- **TASK DESCRIPTION**: With the line containing "is deferred until" as the start and the line containing "if ptr == libc::MAP_FAILED" as the end, transcribe that span of the entries below exactly, including both.

- **AVAILABLE DATA**:
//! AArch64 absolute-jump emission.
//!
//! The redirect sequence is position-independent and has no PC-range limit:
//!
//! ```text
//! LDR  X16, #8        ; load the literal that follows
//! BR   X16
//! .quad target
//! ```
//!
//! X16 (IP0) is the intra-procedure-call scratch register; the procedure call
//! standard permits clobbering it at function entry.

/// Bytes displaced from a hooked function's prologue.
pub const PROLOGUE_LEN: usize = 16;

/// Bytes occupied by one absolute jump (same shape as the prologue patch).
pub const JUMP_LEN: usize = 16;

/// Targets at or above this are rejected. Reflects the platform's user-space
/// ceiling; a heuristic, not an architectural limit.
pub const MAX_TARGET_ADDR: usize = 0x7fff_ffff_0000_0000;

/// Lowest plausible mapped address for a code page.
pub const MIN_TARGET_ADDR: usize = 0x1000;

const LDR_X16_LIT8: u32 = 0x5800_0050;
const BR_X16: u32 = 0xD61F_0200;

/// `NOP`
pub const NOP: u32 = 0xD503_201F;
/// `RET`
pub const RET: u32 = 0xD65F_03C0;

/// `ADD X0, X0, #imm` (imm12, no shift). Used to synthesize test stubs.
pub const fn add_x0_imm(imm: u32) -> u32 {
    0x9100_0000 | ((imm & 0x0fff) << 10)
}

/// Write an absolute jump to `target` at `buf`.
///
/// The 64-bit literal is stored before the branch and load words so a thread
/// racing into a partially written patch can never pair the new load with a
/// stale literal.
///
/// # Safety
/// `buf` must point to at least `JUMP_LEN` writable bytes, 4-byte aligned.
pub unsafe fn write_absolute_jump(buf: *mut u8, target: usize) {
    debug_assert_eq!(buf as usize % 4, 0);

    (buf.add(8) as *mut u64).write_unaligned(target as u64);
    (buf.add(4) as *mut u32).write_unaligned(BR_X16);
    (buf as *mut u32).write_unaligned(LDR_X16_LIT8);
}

* * *

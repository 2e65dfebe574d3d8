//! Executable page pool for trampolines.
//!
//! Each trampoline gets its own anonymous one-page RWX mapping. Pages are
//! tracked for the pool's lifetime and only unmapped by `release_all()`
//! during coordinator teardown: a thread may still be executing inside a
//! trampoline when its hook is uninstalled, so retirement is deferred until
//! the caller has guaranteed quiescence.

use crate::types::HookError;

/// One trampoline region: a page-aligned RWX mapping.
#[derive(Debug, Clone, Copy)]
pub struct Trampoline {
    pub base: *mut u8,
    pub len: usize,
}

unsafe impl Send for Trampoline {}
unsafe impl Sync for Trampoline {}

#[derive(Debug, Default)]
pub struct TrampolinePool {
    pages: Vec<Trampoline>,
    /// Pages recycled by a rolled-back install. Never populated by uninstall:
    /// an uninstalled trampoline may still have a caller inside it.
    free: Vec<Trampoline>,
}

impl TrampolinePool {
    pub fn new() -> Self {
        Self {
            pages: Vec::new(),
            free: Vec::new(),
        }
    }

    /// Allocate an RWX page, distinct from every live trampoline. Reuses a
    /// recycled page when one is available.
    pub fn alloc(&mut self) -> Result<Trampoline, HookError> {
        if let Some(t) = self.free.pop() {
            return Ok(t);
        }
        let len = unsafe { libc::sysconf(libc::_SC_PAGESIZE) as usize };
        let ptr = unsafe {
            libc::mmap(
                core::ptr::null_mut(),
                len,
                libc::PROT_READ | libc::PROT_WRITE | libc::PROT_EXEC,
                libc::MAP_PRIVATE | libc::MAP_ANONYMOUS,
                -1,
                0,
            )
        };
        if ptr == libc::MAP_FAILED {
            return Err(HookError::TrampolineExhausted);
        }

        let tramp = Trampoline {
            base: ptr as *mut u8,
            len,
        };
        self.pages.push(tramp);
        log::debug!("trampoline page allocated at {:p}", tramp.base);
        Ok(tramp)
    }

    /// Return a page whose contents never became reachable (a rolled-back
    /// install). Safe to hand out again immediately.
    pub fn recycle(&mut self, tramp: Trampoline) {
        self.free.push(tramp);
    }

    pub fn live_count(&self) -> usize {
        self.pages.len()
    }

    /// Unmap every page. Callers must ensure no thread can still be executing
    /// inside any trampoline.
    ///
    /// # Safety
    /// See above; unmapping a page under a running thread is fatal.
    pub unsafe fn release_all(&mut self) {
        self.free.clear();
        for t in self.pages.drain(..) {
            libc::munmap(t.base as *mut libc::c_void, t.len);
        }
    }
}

- **RESPONSE AREA**:
//! trampoline when its hook is uninstalled, so retirement is deferred until
//! the caller has guaranteed quiescence.

use crate::types::HookError;

/// One trampoline region: a page-aligned RWX mapping.
#[derive(Debug, Clone, Copy)]
pub struct Trampoline {
    pub base: *mut u8,
    pub len: usize,
}

unsafe impl Send for Trampoline {}
unsafe impl Sync for Trampoline {}

#[derive(Debug, Default)]
pub struct TrampolinePool {
    pages: Vec<Trampoline>,
    /// Pages recycled by a rolled-back install. Never populated by uninstall:
    /// an uninstalled trampoline may still have a caller inside it.
    free: Vec<Trampoline>,
}

impl TrampolinePool {
    pub fn new() -> Self {
        Self {
            pages: Vec::new(),
            free: Vec::new(),
        }
    }

    /// Allocate an RWX page, distinct from every live trampoline. Reuses a
    /// recycled page when one is available.
    pub fn alloc(&mut self) -> Result<Trampoline, HookError> {
        if let Some(t) = self.free.pop() {
            return Ok(t);
        }
        let len = unsafe { libc::sysconf(libc::_SC_PAGESIZE) as usize };
        let ptr = unsafe {
            libc::mmap(
                core::ptr::null_mut(),
                len,
                libc::PROT_READ | libc::PROT_WRITE | libc::PROT_EXEC,
                libc::MAP_PRIVATE | libc::MAP_ANONYMOUS,
                -1,
                0,
            )
        };
        if ptr == libc::MAP_FAILED {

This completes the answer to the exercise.